I've already inquired of cartoon or comics during childhood.
I understand if some choose not to go down memory lane. But I like to compare then and now. Better then or worse? Good ol days or good ridance?

That said, what are some things during your upbringing that have gone by the wayside? Events, sounds and sights that many today haven't a clue.

I'll start with a couple of simple ones:

The sonic boom and "It's ten o'clock, do you know where your children are?"


----------



## Brent Heilman (Nov 3, 2011)

cog41 said:


> "It's ten o'clock, do you know where your children are?"

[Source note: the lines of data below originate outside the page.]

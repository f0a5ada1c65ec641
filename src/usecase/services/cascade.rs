use crate::domain::entities::filter::{FieldChange, FilterState};
use crate::domain::entities::options::SelectOption;

#[derive(Debug, Clone, PartialEq, Eq)]
pub struct CascadeOutcome {
    pub state: FilterState,
    pub scope_changed: bool,
}

/// Applies a field edit to a filter state, returning a new aggregate; the
/// input is never mutated. A zone edit is the only one with side effects
/// on other fields: the ward falls back to "All" and the checked leaves
/// are cleared, so neither can outlive the zone they were picked under.
/// `scope_changed` reports a zone or ward move once, not twice.
pub fn apply_field_change(state: &FilterState, change: FieldChange) -> CascadeOutcome {
    let mut next = state.clone();
    let scope_changed = match change {
        FieldChange::Company(options) => {
            next.company = options;
            false
        }
        FieldChange::Branch(options) => {
            next.branch = options;
            false
        }
        FieldChange::Town(options) => {
            next.town = options;
            false
        }
        FieldChange::Zone(option) => {
            next.zone = option;
            next.ward = SelectOption::all();
            next.checked_items.clear();
            true
        }
        FieldChange::Ward(option) => {
            next.ward = option;
            true
        }
        FieldChange::DateRange(range) => {
            next.date_range = range;
            false
        }
    };

    CascadeOutcome {
        state: next,
        scope_changed,
    }
}
use dioxus::prelude::{use_signal, Signal};

use crate::domain::entities::filter::FilterCommit;
use crate::domain::entities::geo::GeoDataSource;
use crate::usecase::services::session::PanelSession;

pub struct PanelState {
    pub geo: Signal<GeoDataSource>,
    pub session: Signal<PanelSession>,
    pub show_filters: Signal<bool>,
    pub committed: Signal<Option<FilterCommit>>,
    pub sidebar_collapsed: Signal<bool>,
    pub open_submenu: Signal<Option<&'static str>>,
    pub busy: Signal<bool>,
    pub status: Signal<String>,
}

impl PanelState {
    pub fn new() -> Self {
        Self {
            geo: use_signal(GeoDataSource::default),
            session: use_signal(PanelSession::closed),
            show_filters: use_signal(|| false),
            committed: use_signal(|| None::<FilterCommit>),
            sidebar_collapsed: use_signal(|| false),
            open_submenu: use_signal(|| None::<&'static str>),
            busy: use_signal(|| false),
            status: use_signal(|| "ready".to_string()),
        }
    }
}
use crate::app::{
    commit_chips, nav_initial, nav_items, panel_overlay_style, prune_checked_items,
    report_categories, sidebar_style, submenu_style,
};
use crate::domain::entities::filter::{DateRange, FieldChange, FilterCommit, FilterState};
use crate::domain::entities::geo::{GeoDataSource, GeoRecord, EAST_ZONE_VALUE, WEST_ZONE_VALUE};
use crate::domain::entities::options::{SelectOption, ALL_VALUE};
use crate::infra::import::csv::{load_geo_csv, parse_ward_records_csv};
use crate::infra::import::xlsx::load_geo_xlsx;
use crate::infra::sqlite::queries::{load_last_preset, save_last_preset};
use crate::infra::sqlite::repo::SqlitePresetStore;
use crate::infra::sqlite::schema::init_db;
use crate::usecase::services::cascade::apply_field_change;
use crate::usecase::services::preset_service::PresetService;
use crate::usecase::services::session::{PanelPhase, PanelSession, ScopeRevision};
use crate::usecase::services::ward_options::derive_ward_options;
use crate::*;

fn unique_test_dir(prefix: &str) -> PathBuf {
    let nanos = SystemTime::now()
        .duration_since(UNIX_EPOCH)
        .expect("clock should be after epoch")
        .as_nanos();
    std::env::temp_dir().join(format!("bmc-{prefix}-{nanos}"))
}

fn geo_fixture() -> GeoDataSource {
    GeoDataSource::new(
        vec![
            GeoRecord::new("W1"),
            GeoRecord::new("W2"),
            GeoRecord::new("W1"),
        ],
        vec![GeoRecord::new("W3")],
    )
}

fn option_values(options: &[SelectOption]) -> Vec<&str> {
    options.iter().map(|option| option.value.as_str()).collect()
}

#[test]
fn derive_ward_options_deduplicates_east_zone() {
    let geo = geo_fixture();

    let options = derive_ward_options(&SelectOption::new(EAST_ZONE_VALUE), &geo);

    assert_eq!(option_values(&options), vec!["W1", "W2"]);
    assert!(
        options.iter().all(|option| option.value == option.label),
        "ward labels should mirror values"
    );
}

#[test]
fn derive_ward_options_unions_east_before_west_for_all() {
    let geo = geo_fixture();

    let options = derive_ward_options(&SelectOption::all(), &geo);

    assert_eq!(option_values(&options), vec!["W1", "W2", "W3"]);
}

#[test]
fn derive_ward_options_falls_back_to_union_for_unknown_zone() {
    let geo = geo_fixture();

    let options = derive_ward_options(&SelectOption::new("CENTRAL_ZONE"), &geo);

    assert_eq!(option_values(&options), vec!["W1", "W2", "W3"]);
}

#[test]
fn derive_ward_options_handles_empty_register() {
    let geo = GeoDataSource::default();

    assert!(derive_ward_options(&SelectOption::new(EAST_ZONE_VALUE), &geo).is_empty());
    assert!(derive_ward_options(&SelectOption::all(), &geo).is_empty());
}

#[test]
fn derive_ward_options_orders_by_first_occurrence() {
    let geo = GeoDataSource::new(
        vec![
            GeoRecord::new("Vadva"),
            GeoRecord::new("Akwada"),
            GeoRecord::new("Vadva"),
            GeoRecord::new("Kumbharwada"),
        ],
        Vec::new(),
    );

    let options = derive_ward_options(&SelectOption::new(EAST_ZONE_VALUE), &geo);

    assert_eq!(
        option_values(&options),
        vec!["Vadva", "Akwada", "Kumbharwada"]
    );
}

#[test]
fn derive_ward_options_deduplicates_across_zones() {
    let geo = GeoDataSource::new(
        vec![GeoRecord::new("W1")],
        vec![GeoRecord::new("W1"), GeoRecord::new("W2")],
    );

    let options = derive_ward_options(&SelectOption::all(), &geo);

    assert_eq!(option_values(&options), vec!["W1", "W2"]);
}

fn populated_state() -> FilterState {
    FilterState {
        company: vec![SelectOption::new("BMC")],
        branch: vec![SelectOption::new("BMC")],
        town: vec![SelectOption::new("BHAVNAGAR_OSC")],
        zone: SelectOption::new(EAST_ZONE_VALUE),
        ward: SelectOption::new("W1"),
        date_range: Some(DateRange {
            from: NaiveDate::from_ymd_opt(2025, 4, 1),
            to: NaiveDate::from_ymd_opt(2025, 4, 30),
        }),
        checked_items: BTreeSet::from(["leaf3".to_string()]),
    }
}

#[test]
fn zone_change_resets_ward_and_checked_items() {
    let state = populated_state();

    let outcome = apply_field_change(
        &state,
        FieldChange::Zone(SelectOption::new(WEST_ZONE_VALUE)),
    );

    assert_eq!(outcome.state.zone.value, WEST_ZONE_VALUE);
    assert_eq!(outcome.state.ward, SelectOption::all());
    assert!(outcome.state.checked_items.is_empty());
    assert!(outcome.scope_changed);
}

#[test]
fn ward_change_keeps_checked_items() {
    let state = populated_state();

    let outcome = apply_field_change(&state, FieldChange::Ward(SelectOption::new("W2")));

    assert_eq!(outcome.state.ward.value, "W2");
    assert_eq!(outcome.state.checked_items, state.checked_items);
    assert!(outcome.scope_changed);
}
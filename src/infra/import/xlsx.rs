use std::io::{Read, Seek};
use std::path::Path;

use anyhow::{Context, Result};
use calamine::{open_workbook_auto, Data, Reader, Sheets};

use crate::domain::entities::geo::{GeoDataSource, GeoRecord};

pub const EAST_SHEET: &str = "East Zone";
pub const WEST_SHEET: &str = "West Zone";

fn data_to_string(cell: &Data) -> String {
    match cell {
        Data::String(v) => v.trim().to_string(),
        Data::Int(v) => v.to_string(),
        Data::Float(v) => v.to_string(),
        Data::Bool(v) => v.to_string(),
        Data::DateTime(v) => v.to_string(),
        Data::DateTimeIso(v) => v.to_string(),
        Data::DurationIso(v) => v.to_string(),
        Data::Error(v) => format!("{v:?}"),
        Data::Empty => String::new(),
    }
}

fn read_ward_sheet<RS>(workbook: &mut Sheets<RS>, sheet: &str) -> Result<Vec<GeoRecord>>
where
    RS: Read + Seek,
{
    let range = workbook
        .worksheet_range(sheet)
        .with_context(|| format!("failed to read sheet: {sheet}"))?;

    let mut rows = range.rows();
    let Some(header) = rows.next() else {
        return Ok(Vec::new());
    };
    let ward_idx = header
        .iter()
        .position(|cell| data_to_string(cell).eq_ignore_ascii_case("ward"))
        .with_context(|| format!("sheet is missing a Ward column: {sheet}"))?;

    let mut records = Vec::new();
    for row in rows {
        let ward = row.get(ward_idx).map(data_to_string).unwrap_or_default();
        if ward.is_empty() {
            continue;
        }
        records.push(GeoRecord::new(ward));
    }
    Ok(records)
}

/// Ward register from a workbook with one sheet per zone.
pub fn load_geo_xlsx(path: &Path) -> Result<GeoDataSource> {
    let mut workbook = open_workbook_auto(path)
        .with_context(|| format!("failed to open xlsx: {}", path.display()))?;

    let east = read_ward_sheet(&mut workbook, EAST_SHEET)?;
    let west = read_ward_sheet(&mut workbook, WEST_SHEET)?;
    Ok(GeoDataSource::new(east, west))
}
use std::io::Read;
use std::path::Path;

use anyhow::{Context, Result};

use crate::domain::entities::geo::{GeoDataSource, GeoRecord, EAST_ZONE_VALUE, WEST_ZONE_VALUE};

fn column_index(headers: &csv::StringRecord, name: &str) -> Option<usize> {
    headers
        .iter()
        .position(|header| header.trim().eq_ignore_ascii_case(name))
}

fn ward_records_from_reader<R: Read>(
    reader: &mut csv::Reader<R>,
    source: &str,
) -> Result<Vec<GeoRecord>> {
    let headers = reader
        .headers()
        .with_context(|| format!("failed to read headers from csv: {source}"))?
        .clone();
    let ward_idx = column_index(&headers, "Ward")
        .with_context(|| format!("csv is missing a Ward column: {source}"))?;

    let mut records = Vec::new();
    for record in reader.records() {
        let record = record.with_context(|| format!("failed to parse csv record: {source}"))?;
        let ward = record.get(ward_idx).unwrap_or("").trim();
        if ward.is_empty() {
            continue;
        }
        records.push(GeoRecord::new(ward));
    }
    Ok(records)
}

/// Single-zone ward list (a `Ward` column) from in-memory CSV data. Used
/// for the bundled default register.
pub fn parse_ward_records_csv(data: &str, source: &str) -> Result<Vec<GeoRecord>> {
    let mut reader = csv::Reader::from_reader(data.as_bytes());
    ward_records_from_reader(&mut reader, source)
}

/// Combined ward register from a CSV file with `Zone` and `Ward` columns.
/// Rows whose zone is neither east nor west are skipped.
pub fn load_geo_csv(path: &Path) -> Result<GeoDataSource> {
    let mut reader = csv::Reader::from_path(path)
        .with_context(|| format!("failed to open csv: {}", path.display()))?;
    let headers = reader
        .headers()
        .with_context(|| format!("failed to read headers from csv: {}", path.display()))?
        .clone();
    let zone_idx = column_index(&headers, "Zone")
        .with_context(|| format!("csv is missing a Zone column: {}", path.display()))?;
    let ward_idx = column_index(&headers, "Ward")
        .with_context(|| format!("csv is missing a Ward column: {}", path.display()))?;

    let mut geo = GeoDataSource::default();
    for record in reader.records() {
        let record = record.context("failed to parse csv record")?;
        let zone = record.get(zone_idx).unwrap_or("").trim();
        let ward = record.get(ward_idx).unwrap_or("").trim();
        if ward.is_empty() {
            continue;
        }
        match zone {
            EAST_ZONE_VALUE => geo.east.push(GeoRecord::new(ward)),
            WEST_ZONE_VALUE => geo.west.push(GeoRecord::new(ward)),
            _ => {}
        }
    }
    Ok(geo)
}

I had forgotten all about that. There are so many things I would to have back from my childhood. I wish I could let my kids outside like we were able to and not worry. I remember not even locking the house when we left whether it was for an hour or 6. The parades were better back then and it just seemed like everyone was happier and not so rushed. Don't get me wrong I love the technology and such of today but as far as lifestyle goes gimme the good ol' days.


----------



## jwhoff (Nov 3, 2011)

The clang, clang of putting your glass, pint bottle back in the metal milk rack after finishing lunch in elementary school.

That same clang, clang when the milk man delivered to every house about 6 AM each day.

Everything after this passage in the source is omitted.